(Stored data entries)
=== Section Start ===

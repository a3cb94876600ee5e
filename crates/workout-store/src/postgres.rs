use async_trait::async_trait;
use chrono::{DateTime, Utc};
use sqlx::{PgPool, Row, postgres::PgRow};
use uuid::Uuid;

use crate::{
    DayWindow, GoalUpdate, LogId, NewWorkout, Result, User, Username, WorkoutLog,
    WorkoutLogEntry, WorkoutStoreError, store::WorkoutStore,
};

const LOG_USERNAME_FK: &str = "workout_log_username_fkey";

/// PostgreSQL-backed workout store.
#[derive(Clone)]
pub struct PostgresWorkoutStore {
    pool: PgPool,
}

impl PostgresWorkoutStore {
    /// Creates a new PostgreSQL workout store.
    pub fn new(pool: PgPool) -> Self {
        Self { pool }
    }

    /// Gets a reference to the underlying connection pool.
    pub fn pool(&self) -> &PgPool {
        &self.pool
    }

    /// Runs the database migrations.
    pub async fn run_migrations(&self) -> Result<()> {
        sqlx::migrate!("../../migrations").run(&self.pool).await?;
        Ok(())
    }

    fn to_column(field: &'static str, value: u32) -> Result<i32> {
        i32::try_from(value).map_err(|_| WorkoutStoreError::ValueOutOfRange {
            field,
            value: i64::from(value),
        })
    }

    fn from_column(field: &'static str, value: i32) -> Result<u32> {
        u32::try_from(value).map_err(|_| WorkoutStoreError::ValueOutOfRange {
            field,
            value: i64::from(value),
        })
    }

    fn goal_from_column(value: Option<i32>) -> Result<Option<u32>> {
        value
            .map(|goal| Self::from_column("daily_goal", goal))
            .transpose()
    }

    fn row_to_user(row: PgRow) -> Result<User> {
        Ok(User {
            username: Username::parse(row.try_get::<String, _>("username")?)?,
            daily_goal: Self::goal_from_column(row.try_get("daily_goal")?)?,
        })
    }

    fn row_to_log(row: PgRow) -> Result<WorkoutLog> {
        Ok(WorkoutLog {
            id: LogId::from_uuid(row.try_get::<Uuid, _>("id")?),
            username: Username::parse(row.try_get::<String, _>("username")?)?,
            reps: Self::from_column("reps", row.try_get("reps")?)?,
            created_at: row.try_get::<DateTime<Utc>, _>("created_at")?,
        })
    }

    fn row_to_entry(row: PgRow) -> Result<WorkoutLogEntry> {
        Ok(WorkoutLogEntry {
            username: Username::parse(row.try_get::<String, _>("username")?)?,
            reps: Self::from_column("reps", row.try_get("reps")?)?,
            created_at: row.try_get::<DateTime<Utc>, _>("created_at")?,
            daily_goal: Self::goal_from_column(row.try_get("daily_goal")?)?,
        })
    }
}

#[async_trait]
impl WorkoutStore for PostgresWorkoutStore {
    async fn ping(&self) -> Result<()> {
        sqlx::query("SELECT 1").execute(&self.pool).await?;
        Ok(())
    }

    async fn ensure_user(&self, username: &Username) -> Result<User> {
        let mut tx = self.pool.begin().await?;

        sqlx::query(
            r#"
            INSERT INTO users (username)
            VALUES ($1)
            ON CONFLICT (username) DO NOTHING
            "#,
        )
        .bind(username.as_str())
        .execute(&mut *tx)
        .await?;

        let row = sqlx::query("SELECT username, daily_goal FROM users WHERE username = $1")
            .bind(username.as_str())
            .fetch_one(&mut *tx)
            .await?;

        tx.commit().await?;
        Self::row_to_user(row)
    }

    async fn insert_log(&self, workout: NewWorkout) -> Result<WorkoutLog> {
        let reps = Self::to_column("reps", workout.reps)?;

        let row = sqlx::query(
            r#"
            INSERT INTO workout_log (id, username, reps)
            VALUES ($1, $2, $3)
            RETURNING id, username, reps, created_at
            "#,
        )
        .bind(LogId::new().as_uuid())
        .bind(workout.username.as_str())
        .bind(reps)
        .fetch_one(&self.pool)
        .await
        .map_err(|e| {
            if let sqlx::Error::Database(ref db_err) = e
                && db_err.constraint() == Some(LOG_USERNAME_FK)
            {
                return WorkoutStoreError::UnknownUser(workout.username.clone());
            }
            WorkoutStoreError::Database(e)
        })?;

        Self::row_to_log(row)
    }

    async fn upsert_goal(&self, update: GoalUpdate) -> Result<User> {
        let goal = Self::to_column("daily_goal", update.daily_goal)?;

        let row = sqlx::query(
            r#"
            INSERT INTO users (username, daily_goal)
            VALUES ($1, $2)
            ON CONFLICT (username) DO UPDATE SET
                daily_goal = EXCLUDED.daily_goal
            RETURNING username, daily_goal
            "#,
        )
        .bind(update.username.as_str())
        .bind(goal)
        .fetch_one(&self.pool)
        .await?;

        Self::row_to_user(row)
    }

    async fn get_user(&self, username: &Username) -> Result<Option<User>> {
        let row: Option<PgRow> =
            sqlx::query("SELECT username, daily_goal FROM users WHERE username = $1")
                .bind(username.as_str())
                .fetch_optional(&self.pool)
                .await?;

        row.map(Self::row_to_user).transpose()
    }

    async fn logs_in_window(&self, window: DayWindow) -> Result<Vec<WorkoutLogEntry>> {
        let rows = sqlx::query(
            r#"
            SELECT w.username, w.reps, w.created_at, u.daily_goal
            FROM workout_log w
            LEFT JOIN users u ON u.username = w.username
            WHERE w.created_at >= $1 AND w.created_at < $2
            ORDER BY w.created_at ASC, w.id ASC
            "#,
        )
        .bind(window.start)
        .bind(window.end)
        .fetch_all(&self.pool)
        .await?;

        rows.into_iter().map(Self::row_to_entry).collect()
    }
}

=== Section End ===

[Activity]: Among the lines above, which hold the word "users"? Report each one.

[Answer to this exercise]:
            INSERT INTO users (username)
        let row = sqlx::query("SELECT username, daily_goal FROM users WHERE username = $1")
            INSERT INTO users (username, daily_goal)
            sqlx::query("SELECT username, daily_goal FROM users WHERE username = $1")
            LEFT JOIN users u ON u.username = w.username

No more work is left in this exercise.